At the same time, those who use the slogan to attack political opponents are themselves less than intellectually honest because the same term could describe any policy to make the poor richer, too. People from every social class spend money on goods and services, which “trickle around” the economy and increase incomes. A simple diagram illustrates the kind of error this single-minded concern with intentions can produce. The rows are good and bad results, intersecting with good intentions or the absence of any conscious motives. Compassion with good results is obviously a virtue, and vice might come from neglecting a problem. But the policymaker who believes intentions are essential for good results is unable even to see the logical case for an indirect system such as the free market.

Ruling Indirectly

Laws and public policy that are based on our knowledge of indirect effects are among the most successful in modern society. Rules such as private property rights and formal ways to draft enforceable contracts are made for people to deal with each other without government’s direct participation.

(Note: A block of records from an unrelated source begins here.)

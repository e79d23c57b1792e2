//! Change event envelope sent to live subscribers.
//!
//! One event is built per committed mutation. Cascade side effects travel
//! inside the same event as [`AffectedGroup`]s, so a subscriber never sees a
//! parent deletion with only part of its dependents reported.

use serde::{Deserialize, Serialize};
use serde_json::Value as JsonValue;

use crate::domain::foundation::{epoch_millis, Timestamp};

use super::{ChangeAction, NotificationType};

/// One category of secondary resources touched by a cascade.
///
/// A group is present even when `ids` is empty: "the cascade ran and found
/// nothing" is distinct from "no cascade happened" (no `affected` at all).
#[derive(Debug, Clone, PartialEq, Eq, Serialize, Deserialize)]
#[serde(rename_all = "camelCase")]
pub struct AffectedGroup {
    notification_type: NotificationType,
    ids: Vec<i64>,
}

impl AffectedGroup {
    pub fn new<I>(notification_type: NotificationType, ids: impl IntoIterator<Item = I>) -> Self
    where
        I: Into<i64>,
    {
        Self {
            notification_type,
            ids: ids.into_iter().map(Into::into).collect(),
        }
    }

    pub fn notification_type(&self) -> NotificationType {
        self.notification_type
    }

    pub fn ids(&self) -> &[i64] {
        &self.ids
    }
}

/// Immutable description of one mutation.
///
/// Invariants enforced by the constructors:
/// - `data` is present iff the type is a create or update
/// - `affected` is present only on cascade deletions
/// - `ids` is reserved for batch operations and never populated
#[derive(Debug, Clone, PartialEq, Serialize, Deserialize)]
#[serde(rename_all = "camelCase")]
pub struct ChangeEvent<T> {
    notification_type: NotificationType,
    id: Option<i64>,
    ids: Option<Vec<i64>>,
    data: Option<T>,
    affected: Option<Vec<AffectedGroup>>,
    #[serde(with = "epoch_millis")]
    timestamp: Timestamp,
}

/// A change event with its payload already converted to JSON.
///
/// This is the form that crosses the publisher boundary, so one queue can
/// carry events about every resource type.
pub type ChangeEnvelope = ChangeEvent<JsonValue>;

impl<T> ChangeEvent<T> {
    fn build(
        notification_type: NotificationType,
        id: i64,
        data: Option<T>,
        affected: Option<Vec<AffectedGroup>>,
    ) -> Self {
        Self {
            notification_type,
            id: Some(id),
            ids: None,
            data,
            affected,
            timestamp: Timestamp::now_monotonic(),
        }
    }

    /// A resource was created; `data` is its stored representation.
    pub fn created(notification_type: NotificationType, id: impl Into<i64>, data: T) -> Self {
        debug_assert_eq!(notification_type.action(), ChangeAction::Create);
        Self::build(notification_type, id.into(), Some(data), None)
    }

    /// A resource was updated; `data` is its stored representation.
    pub fn updated(notification_type: NotificationType, id: impl Into<i64>, data: T) -> Self {
        debug_assert_eq!(notification_type.action(), ChangeAction::Update);
        Self::build(notification_type, id.into(), Some(data), None)
    }

    /// A resource was deleted without touching anything else.
    pub fn deleted(notification_type: NotificationType, id: impl Into<i64>) -> Self {
        debug_assert_eq!(notification_type.action(), ChangeAction::Delete);
        Self::build(notification_type, id.into(), None, None)
    }

    /// A resource was deleted together with its dependents.
    pub fn cascade_deleted(
        notification_type: NotificationType,
        id: impl Into<i64>,
        affected: Vec<AffectedGroup>,
    ) -> Self {
        debug_assert_eq!(notification_type.action(), ChangeAction::Delete);
        Self::build(notification_type, id.into(), None, Some(affected))
    }

    pub fn notification_type(&self) -> NotificationType {
        self.notification_type
    }

    pub fn id(&self) -> Option<i64> {
        self.id
    }

    pub fn ids(&self) -> Option<&[i64]> {
        self.ids.as_deref()
    }

    pub fn data(&self) -> Option<&T> {
        self.data.as_ref()
    }

    pub fn affected(&self) -> Option<&[AffectedGroup]> {
        self.affected.as_deref()
    }

    pub fn timestamp(&self) -> Timestamp {
        self.timestamp
    }
}

impl<T: Serialize> ChangeEvent<T> {
    /// Converts the typed payload to JSON, keeping every other field as is.
    pub fn into_envelope(self) -> Result<ChangeEnvelope, serde_json::Error> {
        let data = self.data.map(serde_json::to_value).transpose()?;
        Ok(ChangeEvent {
            notification_type: self.notification_type,
            id: self.id,
            ids: self.ids,
            data,
            affected: self.affected,
            timestamp: self.timestamp,
        })
    }
}

#[cfg(test)]
mod tests {
    use super::*;
    use serde_json::json;

    #[test]
    fn created_event_carries_data() {
        let event = ChangeEvent::created(NotificationType::TaskCreate, 5i64, json!({"title": "a"}));
        assert_eq!(event.id(), Some(5));
        assert!(event.data().is_some());
        assert!(event.affected().is_none());
        assert!(event.ids().is_none());
    }

    #[test]
    fn deleted_event_has_no_data_and_no_affected() {
        let event: ChangeEnvelope = ChangeEvent::deleted(NotificationType::SessionDelete, 7i64);
        let json = serde_json::to_value(&event).unwrap();
        assert_eq!(json["notificationType"], "session_delete");
        assert_eq!(json["id"], 7);
        assert!(json["data"].is_null());
        assert!(json["affected"].is_null());
        assert!(json["ids"].is_null());
    }

    #[test]
    fn empty_affected_group_still_serializes() {
        let event: ChangeEnvelope = ChangeEvent::cascade_deleted(
            NotificationType::TaskDelete,
            20i64,
            vec![AffectedGroup::new(NotificationType::SessionDelete, Vec::<i64>::new())],
        );
        let json = serde_json::to_value(&event).unwrap();
        assert_eq!(
            json["affected"],
            json!([{"notificationType": "session_delete", "ids": []}])
        );
    }

    #[test]
    fn timestamp_is_epoch_millis() {
        let event: ChangeEnvelope = ChangeEvent::deleted(NotificationType::SessionRecordDelete, 1i64);
        let json = serde_json::to_value(&event).unwrap();
        assert_eq!(json["timestamp"], event.timestamp().epoch_millis());
    }

    #[test]
    fn into_envelope_preserves_fields() {
        #[derive(Serialize)]
        struct Payload {
            title: &'static str,
        }

        let event = ChangeEvent::updated(NotificationType::TaskUpdate, 3i64, Payload { title: "b" });
        let timestamp = event.timestamp();
        let envelope = event.into_envelope().unwrap();

        assert_eq!(envelope.notification_type(), NotificationType::TaskUpdate);
        assert_eq!(envelope.data(), Some(&json!({"title": "b"})));
        assert_eq!(envelope.timestamp(), timestamp);
    }

    #[test]
    fn envelope_round_trips_through_json() {
        let event: ChangeEnvelope = ChangeEvent::cascade_deleted(
            NotificationType::TaskDelete,
            10i64,
            vec![AffectedGroup::new(NotificationType::SessionDelete, [101i64, 102])],
        );
        let text = serde_json::to_string(&event).unwrap();
        let parsed: ChangeEnvelope = serde_json::from_str(&text).unwrap();
        assert_eq!(parsed, event);
    }
}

The good results of those policy rules are strictly indirect consequences. A lawsuit may go to court or the police may be called if people violate the rules, but the government’s role has nothing to do with the good intentions of political leaders. Government really cannot, and should not, care what people do so long as they follow fair and equal rules.

Systematic Malpractice

Should good intentions play any role in government policy at all? No one gives an automobile mechanic credit for good intentions if your car is still not fixed. Generals aren’t praised for good intentions if they lose a battle. If economics and politics were any kind of exact science, there would be no question. Good or bad results are all that anyone would look for.

The failed economics of good intentions is a kind of systematic malpractice in public policy, and it continually recurs. Its advocates fail to understand the repeated failure of their policy ideas, because they have no malevolence. Their pious style of scornfully dismissing as trickle-down economics all reforms that are not based on benevolent social engineering or political planning has prompted economist Thomas Sowell of the Hoover Institution to identify them as “the morally self-anointed.”

But like generals before a battle, elected leaders have a duty to look beyond intentions and focus on producing good results. Public policy has to be based on an understanding of the non-intentions and indirect effects of economic and social behavior.